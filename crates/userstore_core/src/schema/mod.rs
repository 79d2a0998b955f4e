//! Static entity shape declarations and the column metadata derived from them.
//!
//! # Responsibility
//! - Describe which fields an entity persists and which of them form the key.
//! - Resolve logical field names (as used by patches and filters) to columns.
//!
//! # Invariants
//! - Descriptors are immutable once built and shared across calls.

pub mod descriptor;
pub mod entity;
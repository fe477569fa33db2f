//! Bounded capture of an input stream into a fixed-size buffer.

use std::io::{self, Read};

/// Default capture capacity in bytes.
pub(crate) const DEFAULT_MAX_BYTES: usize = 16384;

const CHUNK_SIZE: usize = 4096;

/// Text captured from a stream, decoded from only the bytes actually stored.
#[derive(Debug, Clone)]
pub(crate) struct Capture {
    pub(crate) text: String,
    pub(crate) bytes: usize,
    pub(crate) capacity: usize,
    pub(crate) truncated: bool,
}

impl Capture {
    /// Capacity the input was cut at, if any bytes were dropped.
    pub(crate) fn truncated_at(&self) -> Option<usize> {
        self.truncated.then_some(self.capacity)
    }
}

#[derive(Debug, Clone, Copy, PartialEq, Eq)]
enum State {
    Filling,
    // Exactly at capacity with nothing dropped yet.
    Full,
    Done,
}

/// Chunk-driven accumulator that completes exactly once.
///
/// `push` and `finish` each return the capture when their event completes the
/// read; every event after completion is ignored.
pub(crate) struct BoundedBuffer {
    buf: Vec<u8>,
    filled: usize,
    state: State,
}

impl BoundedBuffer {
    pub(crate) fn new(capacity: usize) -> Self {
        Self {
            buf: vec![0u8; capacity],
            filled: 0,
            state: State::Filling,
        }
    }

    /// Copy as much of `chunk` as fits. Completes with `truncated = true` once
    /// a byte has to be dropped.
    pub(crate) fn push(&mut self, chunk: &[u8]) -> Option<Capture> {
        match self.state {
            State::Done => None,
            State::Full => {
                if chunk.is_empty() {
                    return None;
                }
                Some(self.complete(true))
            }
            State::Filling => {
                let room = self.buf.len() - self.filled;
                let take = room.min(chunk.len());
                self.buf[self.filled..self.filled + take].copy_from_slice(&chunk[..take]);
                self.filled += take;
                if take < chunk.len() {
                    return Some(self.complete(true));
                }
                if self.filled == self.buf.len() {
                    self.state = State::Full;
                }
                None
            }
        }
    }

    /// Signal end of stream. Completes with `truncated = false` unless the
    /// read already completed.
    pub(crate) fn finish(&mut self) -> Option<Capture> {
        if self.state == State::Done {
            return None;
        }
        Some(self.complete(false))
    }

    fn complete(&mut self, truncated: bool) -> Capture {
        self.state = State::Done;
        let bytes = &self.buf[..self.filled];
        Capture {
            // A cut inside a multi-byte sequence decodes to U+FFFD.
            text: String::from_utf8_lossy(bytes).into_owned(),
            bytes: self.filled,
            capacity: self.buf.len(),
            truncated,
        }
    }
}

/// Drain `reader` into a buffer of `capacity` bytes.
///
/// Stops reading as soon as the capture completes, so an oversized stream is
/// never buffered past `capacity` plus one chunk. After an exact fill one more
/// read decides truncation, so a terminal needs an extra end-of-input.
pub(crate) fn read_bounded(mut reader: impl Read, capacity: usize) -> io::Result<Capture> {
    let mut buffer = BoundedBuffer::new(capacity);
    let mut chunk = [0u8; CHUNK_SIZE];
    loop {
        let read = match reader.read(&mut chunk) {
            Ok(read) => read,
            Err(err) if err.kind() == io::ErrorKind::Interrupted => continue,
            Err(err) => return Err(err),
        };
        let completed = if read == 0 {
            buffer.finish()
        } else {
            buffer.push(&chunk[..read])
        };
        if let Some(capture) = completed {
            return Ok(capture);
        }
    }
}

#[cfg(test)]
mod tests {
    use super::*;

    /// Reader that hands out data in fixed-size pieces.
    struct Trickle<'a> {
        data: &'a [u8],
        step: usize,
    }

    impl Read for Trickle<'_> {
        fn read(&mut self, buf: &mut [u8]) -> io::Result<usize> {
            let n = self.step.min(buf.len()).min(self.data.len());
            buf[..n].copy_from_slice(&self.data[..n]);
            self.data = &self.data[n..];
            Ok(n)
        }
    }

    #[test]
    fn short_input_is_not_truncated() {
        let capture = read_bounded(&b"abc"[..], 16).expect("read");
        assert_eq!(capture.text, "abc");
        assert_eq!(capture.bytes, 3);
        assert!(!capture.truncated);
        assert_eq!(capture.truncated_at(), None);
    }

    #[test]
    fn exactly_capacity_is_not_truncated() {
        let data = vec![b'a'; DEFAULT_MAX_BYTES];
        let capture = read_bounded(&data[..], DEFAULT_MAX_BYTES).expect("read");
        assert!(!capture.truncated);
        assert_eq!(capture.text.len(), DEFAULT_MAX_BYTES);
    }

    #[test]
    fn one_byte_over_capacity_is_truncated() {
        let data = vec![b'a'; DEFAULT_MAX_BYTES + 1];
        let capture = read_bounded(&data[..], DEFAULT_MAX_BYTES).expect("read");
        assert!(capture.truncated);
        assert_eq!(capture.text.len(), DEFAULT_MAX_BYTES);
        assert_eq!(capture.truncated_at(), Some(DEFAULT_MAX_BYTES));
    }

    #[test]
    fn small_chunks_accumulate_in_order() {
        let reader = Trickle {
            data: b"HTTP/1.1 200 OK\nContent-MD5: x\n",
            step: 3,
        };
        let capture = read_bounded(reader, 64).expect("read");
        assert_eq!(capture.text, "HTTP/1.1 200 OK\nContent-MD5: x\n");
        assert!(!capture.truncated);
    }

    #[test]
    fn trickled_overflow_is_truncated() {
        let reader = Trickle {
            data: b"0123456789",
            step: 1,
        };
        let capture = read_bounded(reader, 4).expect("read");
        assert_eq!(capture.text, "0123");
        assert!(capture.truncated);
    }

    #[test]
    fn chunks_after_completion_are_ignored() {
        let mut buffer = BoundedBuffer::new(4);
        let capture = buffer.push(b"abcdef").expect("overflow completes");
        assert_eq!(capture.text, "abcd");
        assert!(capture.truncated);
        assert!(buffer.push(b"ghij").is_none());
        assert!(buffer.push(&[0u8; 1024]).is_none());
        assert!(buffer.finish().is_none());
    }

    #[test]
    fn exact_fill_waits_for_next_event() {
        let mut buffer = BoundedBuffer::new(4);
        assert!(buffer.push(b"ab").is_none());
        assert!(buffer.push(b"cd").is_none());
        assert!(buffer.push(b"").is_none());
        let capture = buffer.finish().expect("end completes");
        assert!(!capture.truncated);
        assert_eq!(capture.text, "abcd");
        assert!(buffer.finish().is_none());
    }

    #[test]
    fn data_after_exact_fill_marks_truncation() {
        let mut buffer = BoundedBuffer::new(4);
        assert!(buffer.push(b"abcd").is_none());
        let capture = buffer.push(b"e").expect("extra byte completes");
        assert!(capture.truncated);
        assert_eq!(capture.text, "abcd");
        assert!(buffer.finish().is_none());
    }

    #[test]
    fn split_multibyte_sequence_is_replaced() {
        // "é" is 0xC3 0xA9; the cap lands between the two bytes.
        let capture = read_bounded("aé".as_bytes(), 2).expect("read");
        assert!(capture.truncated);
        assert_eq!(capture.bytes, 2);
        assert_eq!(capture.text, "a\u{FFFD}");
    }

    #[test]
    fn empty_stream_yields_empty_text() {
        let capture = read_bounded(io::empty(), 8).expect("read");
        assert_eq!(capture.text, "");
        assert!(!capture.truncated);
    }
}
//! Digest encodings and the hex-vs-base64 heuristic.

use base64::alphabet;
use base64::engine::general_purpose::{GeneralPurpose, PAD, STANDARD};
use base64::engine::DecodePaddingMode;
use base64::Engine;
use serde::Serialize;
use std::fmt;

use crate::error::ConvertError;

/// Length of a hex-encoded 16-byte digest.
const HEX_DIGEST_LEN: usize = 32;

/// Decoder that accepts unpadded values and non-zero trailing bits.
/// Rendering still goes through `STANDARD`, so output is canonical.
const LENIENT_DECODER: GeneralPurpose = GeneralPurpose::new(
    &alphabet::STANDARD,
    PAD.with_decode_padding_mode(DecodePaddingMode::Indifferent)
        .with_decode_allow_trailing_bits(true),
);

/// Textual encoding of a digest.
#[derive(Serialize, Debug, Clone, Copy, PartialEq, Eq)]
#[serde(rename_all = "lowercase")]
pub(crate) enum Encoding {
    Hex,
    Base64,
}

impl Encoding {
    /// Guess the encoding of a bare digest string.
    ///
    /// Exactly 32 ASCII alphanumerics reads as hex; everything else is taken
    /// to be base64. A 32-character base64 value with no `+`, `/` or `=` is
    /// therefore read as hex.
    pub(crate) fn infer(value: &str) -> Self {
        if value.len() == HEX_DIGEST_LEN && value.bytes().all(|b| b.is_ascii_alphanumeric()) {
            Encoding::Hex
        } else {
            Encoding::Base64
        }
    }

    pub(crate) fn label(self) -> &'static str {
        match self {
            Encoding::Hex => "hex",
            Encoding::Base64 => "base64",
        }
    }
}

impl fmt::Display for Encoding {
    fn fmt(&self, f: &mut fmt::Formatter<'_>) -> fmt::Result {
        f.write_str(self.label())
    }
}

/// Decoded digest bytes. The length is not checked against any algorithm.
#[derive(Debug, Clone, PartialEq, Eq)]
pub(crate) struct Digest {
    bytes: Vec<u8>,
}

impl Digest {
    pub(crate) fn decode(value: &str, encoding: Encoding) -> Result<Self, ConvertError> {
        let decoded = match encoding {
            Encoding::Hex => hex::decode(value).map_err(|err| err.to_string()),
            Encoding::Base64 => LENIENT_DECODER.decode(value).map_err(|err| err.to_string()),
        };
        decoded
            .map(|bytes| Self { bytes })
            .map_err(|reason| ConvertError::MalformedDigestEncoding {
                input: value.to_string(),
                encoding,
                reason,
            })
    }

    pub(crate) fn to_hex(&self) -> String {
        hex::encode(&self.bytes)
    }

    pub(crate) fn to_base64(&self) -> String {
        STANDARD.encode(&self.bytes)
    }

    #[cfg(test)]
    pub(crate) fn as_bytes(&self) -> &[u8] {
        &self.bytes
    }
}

_ _ _

▸ Problem
Line tally for "Option": say how many lines of the records above contain it, and give nothing but the number.

▸ Response to this task
3